Why Your AI Agent Can't Remember the Milk: MCP Tool Descriptions Matter

Your tool descriptions are the difference between helpful AI and confused AI

Sep 21, 2025

💡 Free Preview: This is normally paid content, shared openly to show the depth AlteredCraft provides. No hype, just hard-won insights.

Your AI agent just duplicated the "Remember the milk" task instead of updating it. Not because it's incapable of updating existing tasks, but because the tool descriptions failed to clearly communicate what "update task" actually means. This seemingly minor documentation issue reveals a fundamental challenge in building agentic AI systems: the quality of your tool descriptions directly determines whether AI agents succeed or create chaos.

As AI evolves from generating suggestions to taking actions, we're discovering a critical truth. The integration layer determines system reliability. Specifically, how clearly we describe capabilities to AI. The Model Context Protocol (MCP) standardizes these integrations, but its effectiveness hinges entirely on one overlooked detail: how clearly you document your tools. These descriptions form a contract between your deterministic APIs and non-deterministic AI agents1.

The Agentic Shift Changes Everything

Traditional AI tools operate in simple request-response patterns. You ask GitHub Copilot for code suggestions, it responds. You query ChatGPT for explanations, it answers. But agentic AI breaks this pattern by:

Decomposing complex requests into multiple executable steps
Making decisions about which tools to use and when
Evaluating results and adjusting strategies
Handling errors by trying alternative approaches

When you tell an agentic system "clean up our staging environment," it doesn't just list steps. It identifies resources, checks dependencies, executes operations, and verifies results. Each action might involve different tools with different parameters.

This is where tool descriptions become critical. An AI agent can only be as effective as its understanding of available capabilities.

The Hidden Complexity of Tool Communication

📌 All code is available in the MCP Tool Descriptions repo

MCP solves the integration proliferation problem by providing a standard protocol for AI-tool communication.
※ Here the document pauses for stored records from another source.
use std::collections::HashMap;
use std::sync::Arc;
use std::time::Duration;

use tokio::sync::{Mutex, OnceCell, RwLock};
use tokio::task::JoinHandle;
use tokio::time::{Interval, MissedTickBehavior};
use tokio_util::sync::CancellationToken;

use crate::config::{CoordinatorConfig, JobConfig};
use crate::config_service::ConfigService;
use crate::election::LeaderService;
use crate::error::{CoordError, Result};
use crate::execution::ExecutionService;
use crate::executor::{ExecutionSummary, JobExecutor, ShardingJob};
use crate::facade::JobFacade;
use crate::failover::FailoverService;
use crate::instance::{InstanceService, JobInstance, ServerService};
use crate::listener::{
    ConfigChangedHandler, ConnectionStateHandler, FailoverHandler, LeaderElectionHandler,
    ListenerManager, MembershipChangedHandler, ShutdownHandler, TriggerHandler,
};
use crate::reconcile::ReconcileService;
use crate::registry::RegistryCenter;
use crate::runtime::JobRuntime;
use crate::sharding::{ExecutionContextService, ShardingService};
use crate::storage::JobNodeStorage;

/// Hosts the jobs of one process.
///
/// Jobs are keyed by name and have an explicit lifecycle through
/// [`Node::start_job`] and [`Node::stop_job`]; nothing is process-global, so
/// several nodes can share one process (tests, the simulator).
#[derive(Debug)]
pub struct Node {
    instance: JobInstance,
    coordinator: CoordinatorConfig,
    jobs: RwLock<HashMap<String, Arc<JobNode>>>,
}

impl Node {
    /// Node for the current process on `server_ip`.
    pub fn new(server_ip: impl Into<String>) -> Self {
        Self::with_instance(JobInstance::new(server_ip))
    }

    pub fn with_instance(instance: JobInstance) -> Self {
        Self {
            instance,
            coordinator: CoordinatorConfig::default(),
            jobs: RwLock::new(HashMap::new()),
        }
    }

    pub fn with_coordinator_config(mut self, coordinator: CoordinatorConfig) -> Self {
        self.coordinator = coordinator;
        self
    }

    pub fn instance(&self) -> &JobInstance {
        &self.instance
    }

    /// Register `job` with the registry and start coordinating it.
    ///
    /// Fails without joining the cluster if the job is already registered
    /// under a different job type.
    pub async fn start_job(
        &self,
        config: JobConfig,
        job: Arc<dyn ShardingJob>,
        registry: Arc<dyn RegistryCenter>,
    ) -> Result<Arc<JobNode>> {
        let mut jobs = self.jobs.write().await;
        if let Some(existing) = jobs.get(&config.job_name) {
            if !existing.is_stopped() {
                return Err(CoordError::InvalidConfig(format!(
                    "job '{}' is already started on this node",
                    config.job_name
                )));
            }
        }
        let node = JobNode::start(
            config,
            job,
            registry,
            self.instance.clone(),
            self.coordinator.clone(),
        )
        .await?;
        jobs.insert(node.job_name().to_string(), node.clone());
        Ok(node)
    }

    /// Stop a job gracefully. Returns false if it is not hosted here.
    pub async fn stop_job(&self, job_name: &str) -> bool {
        let node = self.jobs.write().await.remove(job_name);
        match node {
            Some(node) => {
                node.stop().await;
                true
            }
            None => false,
        }
    }

    pub async fn job(&self, job_name: &str) -> Option<Arc<JobNode>> {
        self.jobs.read().await.get(job_name).cloned()
    }

    pub async fn job_names(&self) -> Vec<String> {
        let mut names: Vec<String> = self.jobs.read().await.keys().cloned().collect();
        names.sort();
        names
    }

    pub async fn shutdown_all(&self) {
        let nodes: Vec<Arc<JobNode>> = self.jobs.write().await.drain().map(|(_, n)| n).collect();
        for node in nodes {
            node.stop().await;
        }
    }
}

/// One job coordinated by this process.
#[derive(Debug)]
pub struct JobNode {
    runtime: Arc<JobRuntime>,
    storage: JobNodeStorage,
    configs: Arc<ConfigService>,
    instances: Arc<InstanceService>,
    leader: Arc<LeaderService>,
    sharding: Arc<ShardingService>,
    execution: Arc<ExecutionService>,
    failover: Arc<FailoverService>,
    reconcile: Arc<ReconcileService>,
    executor: Arc<JobExecutor>,
    coordinator: CoordinatorConfig,
    tasks: Mutex<Vec<JoinHandle<()>>>,
    stopped: OnceCell<()>,
}

impl JobNode {
    /// Start order: configuration, server presence, instance presence, own
    /// stale running markers, resharding request, election, background tasks.
    pub async fn start(
        config: JobConfig,
        job: Arc<dyn ShardingJob>,
        registry: Arc<dyn RegistryCenter>,
        instance: JobInstance,
        coordinator: CoordinatorConfig,
    ) -> Result<Arc<Self>> {
        let storage = JobNodeStorage::new(registry, config.job_name.clone());
        let configs = Arc::new(ConfigService::new(storage.clone()));
        let effective = configs.persist(&config).await?;

        let runtime = Arc::new(JobRuntime::new(effective.job_name.clone(), instance.clone()));
        let servers = Arc::new(ServerService::new(storage.clone(), instance.server_ip.clone()));
        let instances = Arc::new(InstanceService::new(storage.clone(), instance, servers.clone()));
        let leader = Arc::new(LeaderService::new(
            storage.clone(),
            servers.clone(),
            runtime.clone(),
            coordinator.clone(),
        ));
        let sharding = Arc::new(ShardingService::new(
            storage.clone(),
            runtime.clone(),
            leader.clone(),
            instances.clone(),
            configs.clone(),
            coordinator.clone(),
        ));
        let execution = Arc::new(ExecutionService::new(
            storage.clone(),
            runtime.clone(),
            configs.clone(),
        ));
        let failover = Arc::new(FailoverService::new(
            storage.clone(),
            runtime.clone(),
            configs.clone(),
            execution.clone(),
            sharding.clone(),
            instances.clone(),
        ));
        let reconcile = Arc::new(ReconcileService::new(
            leader.clone(),
            sharding.clone(),
            failover.clone(),
            instances.clone(),
            configs.clone(),
        ));
        let contexts = Arc::new(ExecutionContextService::new(
            storage.clone(),
            runtime.clone(),
            configs.clone(),
        ));
        let facade = Arc::new(JobFacade::new(
            runtime.clone(),
            configs.clone(),
            sharding.clone(),
            contexts,
            execution.clone(),
            failover.clone(),
        ));
        let executor = Arc::new(JobExecutor::new(job, facade, runtime.clone()));

        servers.persist_online(!effective.disabled).await?;
        instances.persist_online().await?;
        execution.clear_all_running_info().await?;
        sharding.set_resharding_flag().await?;
        leader.elect_if_needed().await?;

        let node = Arc::new(Self {
            runtime,
            storage,
            configs,
            instances,
            leader,
            sharding,
            execution,
            failover,
            reconcile,
            executor,
            coordinator,
            tasks: Mutex::new(Vec::new()),
            stopped: OnceCell::new(),
        });
        node.spawn_tasks(&effective).await?;

        tracing::info!(
            job = %node.job_name(),
            instance_id = %node.instance_id(),
            total = effective.sharding_total_count,
            strategy = %effective.job_sharding_strategy_type,
            "Job started"
        );
        Ok(node)
    }

    async fn spawn_tasks(self: &Arc<Self>, config: &JobConfig) -> Result<()> {
        let cancel = self.runtime.cancellation_token();
        let mut tasks = Vec::new();

        let listener = ListenerManager::new(self.storage.clone())
            .add_handler(Arc::new(ConfigChangedHandler::new(
                self.configs.clone(),
                self.sharding.clone(),
                self.failover.clone(),
            )))
            .add_handler(Arc::new(MembershipChangedHandler::new(self.sharding.clone())))
            .add_handler(Arc::new(LeaderElectionHandler::new(
                self.leader.clone(),
                self.instances.clone(),
                self.runtime.clone(),
            )))
            .add_handler(Arc::new(FailoverHandler::new(
                self.failover.clone(),
                self.runtime.clone(),
            )))
            .add_handler(Arc::new(TriggerHandler::new(
                self.storage.clone(),
                self.runtime.clone(),
            )))
            .add_handler(Arc::new(ShutdownHandler::new(
                self.storage.clone(),
                self.runtime.clone(),
            )))
            .with_state_handler(Arc::new(ConnectionStateHandler::new(
                self.runtime.clone(),
                self.configs.clone(),
                self.instances.clone(),
                self.execution.clone(),
                self.sharding.clone(),
                self.leader.clone(),
                self.coordinator.clone(),
            )));
        tasks.push(listener.start(cancel.clone()).await?);

        if config.reconcile_interval_minutes > 0 {
            let reconcile = self.reconcile.clone();
            let period = Duration::from_secs(config.reconcile_interval_minutes * 60);
            let cancel = cancel.clone();
            tasks.push(tokio::spawn(async move {
                reconcile.run(period, cancel).await;
            }));
        }

        let node = self.clone();
        let interval_ms = config.execution_interval_ms;
        tasks.push(tokio::spawn(async move {
            node.execution_loop(interval_ms).await;
        }));

        *self.tasks.lock().await = tasks;

        // Tear down however shutdown was requested: stop(), a shutdown node,
        // or the process signal handler.
        let node = self.clone();
        tokio::spawn(async move {
            node.runtime.cancellation_token().cancelled().await;
            node.teardown().await;
        });
        Ok(())
    }

    /// Runs on every tick and trigger until cancelled. A run in flight is
    /// allowed to finish.
    async fn execution_loop(self: Arc<Self>, interval_ms: u64) {
        let cancel = self.runtime.cancellation_token();
        let mut ticker = (interval_ms > 0).then(|| {
            let mut ticker = tokio::time::interval(Duration::from_millis(interval_ms));
            ticker.set_missed_tick_behavior(MissedTickBehavior::Skip);
            ticker
        });
        loop {
            tokio::select! {
                _ = cancel.cancelled() => break,
                _ = self.runtime.triggered() => {}
                _ = next_tick(&mut ticker) => {}
            }
            if cancel.is_cancelled() {
                break;
            }
            if self.runtime.is_suspended() {
                tracing::debug!(job = %self.job_name(), "Registry connection suspended, run skipped");
                continue;
            }
            match self.executor.execute().await {
                Ok(summary) if !summary.executed.is_empty() => {
                    tracing::debug!(
                        job = %self.job_name(),
                        items = ?summary.executed,
                        failed = ?summary.failed,
                        "Run finished"
                    );
                }
                Ok(_) => {}
                Err(e) => {
                    tracing::warn!(job = %self.job_name(), error = %e, "Run failed");
                }
            }
        }
    }

    pub fn job_name(&self) -> &str {
        self.runtime.job_name()
    }

    pub fn instance_id(&self) -> &str {
        self.runtime.instance_id()
    }

    pub fn runtime(&self) -> &Arc<JobRuntime> {
        &self.runtime
    }

    pub fn storage(&self) -> &JobNodeStorage {
        &self.storage
    }

    pub fn configs(&self) -> &Arc<ConfigService> {
        &self.configs
    }

    pub fn instances(&self) -> &Arc<InstanceService> {
        &self.instances
    }

    pub fn leader(&self) -> &Arc<LeaderService> {
        &self.leader
    }

    pub fn sharding(&self) -> &Arc<ShardingService> {
        &self.sharding
    }

    pub fn execution(&self) -> &Arc<ExecutionService> {
        &self.execution
    }

    pub fn failover(&self) -> &Arc<FailoverService> {
        &self.failover
    }

    pub fn reconcile(&self) -> &Arc<ReconcileService> {
        &self.reconcile
    }

    pub fn facade(&self) -> &Arc<JobFacade> {
        self.executor.facade()
    }

    pub async fn is_leader(&self) -> Result<bool> {
        self.leader.is_leader().await
    }

    /// Ask the execution loop for an immediate run.
    pub fn trigger(&self) {
        self.runtime.request_trigger();
    }

    /// Run once now, outside the execution loop.
    pub async fn run_once(&self) -> Result<ExecutionSummary> {
        if self.runtime.is_shutdown() {
            return Err(CoordError::Shutdown(self.job_name().to_string()));
        }
        self.executor.execute().await
    }

    pub fn is_stopped(&self) -> bool {
        self.stopped.initialized()
    }

    /// Stop gracefully and wait until presence is withdrawn.
    pub async fn stop(&self) {
        self.runtime.begin_shutdown();
        self.teardown().await;
    }

    async fn teardown(&self) {
        self.stopped
            .get_or_init(|| async {
                let tasks = std::mem::take(&mut *self.tasks.lock().await);
                for task in tasks {
                    if let Err(e) = task.await {
                        tracing::warn!(job = %self.job_name(), error = %e, "Job task ended abnormally");
                    }
                }
                if let Err(e) = self.leader.remove_leader().await {
                    tracing::warn!(job = %self.job_name(), error = %e, "Failed to release leadership");
                }
                if let Err(e) = self.execution.clear_all_running_info().await {
                    tracing::warn!(job = %self.job_name(), error = %e, "Failed to clear running markers");
                }
                if let Err(e) = self.instances.remove_instance().await {
                    tracing::warn!(job = %self.job_name(), error = %e, "Failed to remove instance");
                }
                tracing::info!(job = %self.job_name(), instance_id = %self.instance_id(), "Job stopped");
            })
            .await;
    }
}

async fn next_tick(ticker: &mut Option<Interval>) {
    match ticker {
        Some(ticker) => {
            ticker.tick().await;
        }
        None => std::future::pending().await,
    }
}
It's crucial to understand: MCP only standardizes the communication format, not the communication clarity.

Consider these two implementations of the same todo management tool using FastMCP in Python.

Good server: Complete and clear tool descriptions
Bad server: Terse and incomplete tool descriptions

The Good: Clear, Actionable Descriptions

Leveraging FastMCP mechanism to deliver clear, complete tool descriptions

If we then use the MCP inspector2 to see what the LLM will see, we can intuit a very well described interface for this update capability:

This is the literal JSON seen by the LLM, describing the `update_todo` tool

The Bad: Minimal, Ambiguous Descriptions

As an anti-example, we are much more terse and void of descriptions regarding our tools such as update (todo?):

code block showing no documentation for the update todo tool — Failing to document this tool

From the LLM's point view we can see a the stark difference with very minimal hints as to just what this tool does:

These two examples have identical technical functionality. The AI's ability to use them effectively though is not equal.

Real-World Impact: When Documentation Determines Behavior

Documentation quality directly shapes AI behavior. Let's watch this play out through a simple interaction where a user tells their AI assistant about remembering to buy milk.

Good Server Interaction:

LLM is able to communicate clear state changes and realize the “*I remembered the milk*” is a queue to update an existing todo.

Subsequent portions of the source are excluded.